++++ Dataset records ++++

//! Main TUI application state and logic

use crate::layout::TreeLayout;
use crate::playback::Playback;
use crate::session::Visualization;
use crate::ui::panes::{SourceScrollState, TreeViewport};
use crossterm::event::{self, Event, KeyCode, KeyEvent, KeyEventKind};
use ratatui::{
    backend::Backend,
    layout::{Constraint, Direction, Layout},
    Frame, Terminal,
};
use std::io;
use std::time::{Duration, Instant};

/// Delay between events while auto-playing
const PLAY_INTERVAL: Duration = Duration::from_millis(600);

/// Which pane is currently focused
#[derive(Debug, Clone, Copy, PartialEq, Eq)]
pub enum FocusedPane {
    Tree,
    Source,
    Console,
}

impl FocusedPane {
    /// Move focus to the next pane (tree -> source -> console)
    pub fn next(self) -> Self {
        match self {
            FocusedPane::Tree => FocusedPane::Source,
            FocusedPane::Source => FocusedPane::Console,
            FocusedPane::Console => FocusedPane::Tree,
        }
    }
}

/// The main application state
pub struct App {
    pub playback: Playback,
    pub layout: TreeLayout,

    /// Routine text as given, and the rewritten text when there is one
    pub source_code: String,
    pub instrumented_source: Option<String>,
    pub show_instrumented: bool,
    /// 1-based line of the entry routine's declaration, 0 if unknown
    pub declaration_line: usize,

    pub output: Vec<String>,

    pub focused_pane: FocusedPane,
    pub viewport: TreeViewport,
    pub source_scroll: SourceScrollState,
    pub console_scroll: usize,

    pub should_quit: bool,
    pub status_message: String,

    pub is_playing: bool,
    pub last_play_time: Instant,
}

impl App {
    pub fn new(visualization: Visualization, source_code: String, entry_name: &str) -> Self {
        let Visualization { run, layout } = visualization;
        let declaration_line = crate::instrument::locate_declaration(&source_code, entry_name)
            .map(|decl| source_code[..decl.start].matches('\n').count() + 1)
            .unwrap_or(0);

        App {
            playback: Playback::new(run.trace, entry_name),
            layout,
            source_code,
            instrumented_source: run.instrumented_source,
            show_instrumented: false,
            declaration_line,
            output: run.output,
            focused_pane: FocusedPane::Tree,
            viewport: TreeViewport::new(),
            source_scroll: SourceScrollState::default(),
            console_scroll: 0,
            should_quit: false,
            status_message: String::from("Ready!"),
            is_playing: false,
            last_play_time: Instant::now(),
        }
    }

    /// Run the TUI application
    pub fn run<B: Backend>(&mut self, terminal: &mut Terminal<B>) -> io::Result<()> {
        loop {
            terminal.draw(|f| self.render(f))?;

            if self.should_quit {
                break;
            }

            if self.is_playing && self.last_play_time.elapsed() >= PLAY_INTERVAL {
                self.tick();
            }

            // Poll with a timeout so auto-play keeps advancing
            if event::poll(Duration::from_millis(50))? {
                if let Event::Key(key) = event::read()? {
                    if key.kind == KeyEventKind::Press {
                        self.handle_key_event(key);
                    }
                }
            }
        }

        Ok(())
    }

    /// One auto-play step
    pub fn tick(&mut self) {
        if self.playback.step_forward() {
            self.status_message = "Playing...".to_string();
        } else {
            self.is_playing = false;
            self.status_message = "Playback complete".to_string();
        }
        self.last_play_time = Instant::now();
    }

    fn render(&mut self, frame: &mut Frame) {
        let main_chunks = Layout::default()
            .direction(Direction::Vertical)
            .constraints([Constraint::Min(0), Constraint::Length(1)])
            .split(frame.area());

        let columns = Layout::default()
            .direction(Direction::Horizontal)
            .constraints([Constraint::Percentage(65), Constraint::Percentage(35)])
            .split(main_chunks[0]);

        let right_rows = Layout::default()
            .direction(Direction::Vertical)
            .constraints([Constraint::Percentage(60), Constraint::Percentage(40)])
            .split(columns[1]);

        super::panes::render_tree_pane(
            frame,
            columns[0],
            &self.layout,
            &self.playback,
            &self.viewport,
            self.focused_pane == FocusedPane::Tree,
        );

        let (title, text, marked) = match (&self.instrumented_source, self.show_instrumented) {
            (Some(text), true) => ("Instrumented Source", text.as_str(), 0),
            _ => ("Source Code", self.source_code.as_str(), self.declaration_line),
        };
        super::panes::render_source_pane(
            frame,
            right_rows[0],
            title,
            text,
            marked,
            self.focused_pane == FocusedPane::Source,
            &mut self.source_scroll,
        );

        super::panes::render_console_pane(
            frame,
            right_rows[1],
            self.playback.narration().as_deref(),
            &self.output,
            self.focused_pane == FocusedPane::Console,
            &mut self.console_scroll,
        );

        super::panes::render_status_bar(
            frame,
            main_chunks[1],
            &self.status_message,
            self.playback.position(),
            self.playback.len(),
            self.is_playing,
        );
    }

    pub fn handle_key_event(&mut self, key: KeyEvent) {
        match key.code {
            KeyCode::Char('q') | KeyCode::Char('Q') | KeyCode::Esc => {
                self.should_quit = true;
            }
            KeyCode::Tab => {
                self.focused_pane = self.focused_pane.next();
            }
            KeyCode::Right => {
                self.is_playing = false;
                self.status_message = if self.playback.step_forward() {
                    "Stepped forward".to_string()
                } else {
                    "Already at the end".to_string()
                };
            }
            KeyCode::Left => {
                self.is_playing = false;
                self.status_message = if self.playback.step_back() {
                    "Stepped backward".to_string()
                } else {
                    "Already at the start".to_string()
                };
            }
            KeyCode::Char(' ') => {
                self.is_playing = !self.is_playing;
                if self.is_playing {
                    if self.playback.at_end() {
                        self.playback.rewind();
                    }
                    self.last_play_time = Instant::now()
                        .checked_sub(PLAY_INTERVAL)
                        .unwrap_or_else(Instant::now);
                    self.status_message = "Playing...".to_string();
                } else {
                    self.status_message = "Paused".to_string();
                }
            }
            KeyCode::Enter => {
                self.is_playing = false;
                self.playback.jump_to_end();
                self.status_message = "Jumped to end".to_string();
            }
            KeyCode::Backspace => {
                self.is_playing = false;
                self.playback.rewind();
                self.status_message = "Jumped to start".to_string();
            }
            KeyCode::Char('i') => {
                if self.instrumented_source.is_some() {
                    self.show_instrumented = !self.show_instrumented;
                    self.source_scroll = SourceScrollState::default();
                } else {
                    self.status_message = "No instrumented text (run with --strategy rewrite)".to_string();
                }
            }
            KeyCode::Char('+') | KeyCode::Char('=') => {
                self.viewport.zoom = (self.viewport.zoom * 1.25).min(16.0);
            }
            KeyCode::Char('-') => {
                self.viewport.zoom = (self.viewport.zoom / 1.25).max(0.25);
            }
            KeyCode::Char('0') => {
                self.viewport = TreeViewport::new();
            }
            KeyCode::Up | KeyCode::Down | KeyCode::Char('h') | KeyCode::Char('l') => {
                self.scroll(key.code);
            }
            _ => {}
        }
    }

    fn scroll(&mut self, code: KeyCode) {
        let step = self.layout.config().column_width() / self.viewport.zoom.max(0.1);
        match (self.focused_pane, code) {
            (FocusedPane::Tree, KeyCode::Up) => self.viewport.pan_y -= step,
            (FocusedPane::Tree, KeyCode::Down) => self.viewport.pan_y += step,
            (FocusedPane::Tree, KeyCode::Char('h')) => self.viewport.pan_x -= step,
            (FocusedPane::Tree, KeyCode::Char('l')) => self.viewport.pan_x += step,
            (FocusedPane::Source, KeyCode::Up) => {
                self.source_scroll.offset = self.source_scroll.offset.saturating_sub(1)
            }
            (FocusedPane::Source, KeyCode::Down) => {
                self.source_scroll.offset = self.source_scroll.offset.saturating_add(1)
            }
            (FocusedPane::Console, KeyCode::Up) => {
                self.console_scroll = self.console_scroll.saturating_sub(1)
            }
            (FocusedPane::Console, KeyCode::Down) => {
                self.console_scroll = self.console_scroll.saturating_add(1)
            }
            _ => {}
        }
    }
}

++++

Report, as a bare number, how many lines above contain the string "TreeLayout".

Exercise answer –
2